Bendito sea Morante...

CONTRACRÓNICA: DECIMOCUARTA DE ABONO

El diestro de La Puebla dictó una emocionante antología para despedir la feria de su reencuentro abriendo la puerta a otras épocas del toreo y el arte

Emocionante despedida de Morante en la Feria de su reencuentro

Cuestión de magisterio

El toreo de Morante abrió ventanas al Regionalismo y la Edad de Plata.
El toreo de Morante abrió ventanas al Regionalismo y la Edad de Plata. / José Ángel García

TODO se había conjuntado en esa hora mágica que precede el crepúsculo -el Guadalquivir traía la brisa de la marea en el espléndido atardecer de primavera- para que Morante oficiara la despedida más hermosa en la Feria de su reencuentro con la ciudad y su hermosa plaza de toros, alejados los fantasmas y los oscuros sótanos personales que le han atormentado dos años enteros. Sonaba Suspiros de España, el maravilloso pasodoble del maestro Álvarez Alonso -nostalgia de una época que acabaría precipitándose hacia el abismo- en la luz, la hora y el tiempo justos para que el diestro de La Puebla se transfigura en una maravillosa máquina del tiempo. No, no le había embestido el primero; tampoco se iba a entregar por completo ese cuarto, el último toro que mataba en un ciclo que ha confirmado al genio cigarrero como uno de los mejores y más trascendentes creadores de nuestra época, en cualquier faceta del arte.

Pero su labor iba a ser un puente entre dos tiempos, un viaje de emociones a las edades de oro y plata del toreo desde que inició la faena con esos evocadores pases del Celeste Imperio -homenaje a Rafael y toda la dinastía de los Gallo- hasta que se desplantó con sencilla gracia natural ante el ofensivo toro de Garcigrande, el octavo que mataba en Sevilla en este tiempo de Pascua Florida. Del arrebato nacieron varias pinturas añejas, fogonazos de tantos y tantos toreros que bullen en la cabeza del gran creador cigarrero, seguramente el de mayor cultura taurina de la historia.

Su muleta eran los pinceles de Bacarisas, el lápiz de Juan Manuel, las trazas de Aníbal Gonzalez, las notas de Turina, el palio rojo de la Macarena, la Alameda de Chicuelo, un cuadro de García Ramos, una obra de los Quintero, el cartel de Juan Miguel Sánchez, una copla de Quintero, León y Quiroga... Morante estaba abriendo la senda para volver, en un revival emocionante, al corazón del Regionalismo, a esa época en la que el toreo navegaba con desenfadada actualidad y vigencia con la apoteosis de las artes populares y la eclosión de las vanguardias.

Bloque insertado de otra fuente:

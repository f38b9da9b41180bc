use std::collections::HashSet;
use std::path::PathBuf;

use chrono::{DateTime, Utc};
use serde::Serialize;

use super::item::Item;
use crate::ops::cascade;
use crate::ops::history::{CheckHistory, CheckRecord};
use crate::ops::outline::{self, NextUp};
use crate::ops::reconcile::Reconciled;
use crate::ops::stats::{self, CheckStats};

/// Encoding the source text was read from
#[derive(Debug, Clone, Copy, Default, PartialEq, Eq, Serialize)]
#[serde(rename_all = "lowercase")]
pub enum SourceFormat {
    #[default]
    Markdown,
    Rtf,
}

/// One opened checklist file: its items, header expansion, and checkbox history.
#[derive(Debug)]
pub struct Document {
    /// Display name (file name of the source)
    pub filename: String,
    /// Absolute path of the source, if loaded from disk
    pub path: Option<PathBuf>,
    /// Text the items were parsed from
    pub source: String,
    pub format: SourceFormat,
    pub last_accessed: DateTime<Utc>,
    pub last_checked_at: Option<DateTime<Utc>>,
    /// The file changed on disk since it was loaded
    pub has_external_changes: bool,

    items: Vec<Item>,
    expanded_headers: HashSet<String>,
    last_checked: Option<String>,
    history: CheckHistory,
}

impl Document {
    /// In-memory document with every header expanded.
    pub fn new(filename: impl Into<String>, items: Vec<Item>) -> Self {
        let mut doc = Document {
            filename: filename.into(),
            path: None,
            source: String::new(),
            format: SourceFormat::Markdown,
            last_accessed: Utc::now(),
            last_checked_at: None,
            has_external_changes: false,
            items,
            expanded_headers: HashSet::new(),
            last_checked: None,
            history: CheckHistory::new(),
        };
        doc.expand_all();
        doc
    }

    /// Document built from a reconciled parse. With no restored expansion
    /// state, every header starts expanded.
    pub fn from_reconciled(filename: impl Into<String>, reconciled: Reconciled) -> Self {
        let mut doc = Document::new(filename, Vec::new());
        doc.apply_reconciled(reconciled);
        doc
    }

    pub fn with_source(mut self, path: PathBuf, source: String, format: SourceFormat) -> Self {
        self.path = Some(path);
        self.source = source;
        self.format = format;
        self
    }

    /// Swap in a freshly reloaded parse. History is kept: reconciled items
    /// keep their IDs, and records for IDs that vanished are skipped on undo.
    pub fn replace_content(&mut self, reconciled: Reconciled, source: String, format: SourceFormat) {
        self.apply_reconciled(reconciled);
        self.source = source;
        self.format = format;
        self.has_external_changes = false;
    }

    fn apply_reconciled(&mut self, reconciled: Reconciled) {
        self.items = reconciled.items;
        self.expanded_headers = reconciled.expanded_headers;
        if self.expanded_headers.is_empty() {
            self.expand_all();
        }
    }

    pub fn items(&self) -> &[Item] {
        &self.items
    }

    pub fn item(&self, id: &str) -> Option<&Item> {
        self.items.iter().find(|item| item.id == id)
    }

    fn index_of(&self, id: &str) -> Option<usize> {
        self.items.iter().position(|item| item.id == id)
    }

    pub fn last_checked_id(&self) -> Option<&str> {
        self.last_checked.as_deref()
    }

    // -----------------------------------------------------------------------
    // Checkbox mutation
    // -----------------------------------------------------------------------

    /// Set a checkbox, cascading to its subtree and (when checking) to parents
    /// whose children are now all checked. Returns false when `id` is not a
    /// checkbox; nothing changes in that case.
    pub fn set_checked(&mut self, id: &str, value: bool) -> bool {
        let previous_last_checked = self.last_checked.clone();
        let Some(changes) = cascade::apply_check(&mut self.items, id, value) else {
            return false;
        };
        if value {
            self.last_checked = Some(id.to_string());
            self.last_checked_at = Some(Utc::now());
        }
        self.history.push(CheckRecord {
            changes,
            previous_last_checked,
        });
        true
    }

    pub fn undo(&mut self) -> bool {
        self.history.undo(&mut self.items, &mut self.last_checked)
    }

    pub fn redo(&mut self) -> bool {
        self.history.redo(&mut self.items, &mut self.last_checked)
    }

    pub fn can_undo(&self) -> bool {
        self.history.can_undo()
    }

    pub fn can_redo(&self) -> bool {
        self.history.can_redo()
    }

    pub fn undo_depth(&self) -> usize {
        self.history.undo_len()
    }

    // -----------------------------------------------------------------------
    // Header expansion
    // -----------------------------------------------------------------------

    pub fn expanded_headers(&self) -> &HashSet<String> {
        &self.expanded_headers
    }

    pub fn is_expanded(&self, id: &str) -> bool {
        self.expanded_headers.contains(id)
    }

    /// Flip a header between expanded and collapsed. Returns false when `id`
    /// is not a header.
    pub fn toggle_header(&mut self, id: &str) -> bool {
        if !self.item(id).is_some_and(Item::is_header) {
            return false;
        }
        if !self.expanded_headers.remove(id) {
            self.expanded_headers.insert(id.to_string());
        }
        true
    }

    pub fn expand_all(&mut self) {
        self.expanded_headers = self
            .items
            .iter()
            .filter(|item| item.is_header())
            .map(|item| item.id.clone())
            .collect();
    }

    // -----------------------------------------------------------------------
    // Queries
    // -----------------------------------------------------------------------

    pub fn checkbox_items(&self) -> Vec<&Item> {
        self.items.iter().filter(|item| item.is_checkbox()).collect()
    }

    pub fn checked_items(&self) -> Vec<&Item> {
        self.items
            .iter()
            .filter(|item| item.is_checkbox() && item.checked)
            .collect()
    }

    pub fn unchecked_items(&self) -> Vec<&Item> {
        self.items
            .iter()
            .filter(|item| item.is_checkbox() && !item.checked)
            .collect()
    }

    pub fn totals(&self) -> CheckStats {
        stats::totals(&self.items)
    }

    /// Checked share of all checkboxes, 0-100 (0 with no checkboxes)
    pub fn completion_percentage(&self) -> f64 {
        self.totals().percentage()
    }

    /// Checkboxes under a header, up to the next header at the same or a
    /// shallower level. Zero for anything that isn't a header.
    pub fn header_stats(&self, id: &str) -> CheckStats {
        self.index_of(id)
            .map(|index| stats::header_stats(&self.items, index))
            .unwrap_or_default()
    }

    /// Checkboxes nested under a checkbox. Zero for anything else.
    pub fn child_stats(&self, id: &str) -> CheckStats {
        self.index_of(id)
            .map(|index| stats::child_stats(&self.items, index))
            .unwrap_or_default()
    }

    /// Items not hidden under a collapsed header
    pub fn visible_items(&self) -> Vec<&Item> {
        outline::visible_items(&self.items, &self.expanded_headers)
    }

    /// Last completed checkbox and the next `count` open ones
    pub fn next_items(&self, count: usize) -> NextUp<'_> {
        outline::next_items(&self.items, self.last_checked.as_deref(), count)
    }
}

La faena fue un dechado de entrega pero había algo más que trascendía del toreo ayudado, de los tersos naturales, de esa serie de redondos que amarró su obra, de los muletazos erguidos -como el giraldillo en la veleta- que abrocharon el trasteo. En su faena latían otras emociones, la nostalgia de una época, el drama de aquella Edad de Plata pulverizada en la guerra de los españoles, preconizada dos años antes de los primeros tiros en la sangre derramada de Ignacio y el traslado agónico de Manzanares a Madrid; en la elegía de Lorca...

Sonaba Suspiros de España, la banda sonora de aquel tiempo deslumbrante que se estaba materializando en un trapo rojo pendiente de un feble palillo, en la seda y el punto de color lirio de su vestido, en el azabache de los alamares y los bordados... Nunca. No, nunca hubo una manifestación más culta -y a la vez tan intensa y emocionante- en el estrecho molde de la lidia de un toro bravo; un ejercicio de evocación tan deslumbrante, la creación como vehículo de la mejor cultura en una tarde inolvidable que cierra una Feria que, en el caso del maestro de La Puebla, da contestación a las incógnitas más hermosas. Morante nos erizó la piel y convirtió el toreo -con las imperfecciones de un animal que no se entregó nunca- en un patrimonio de todos gracias a ese puñado de obras inolvidables que crecerán con el tiempo.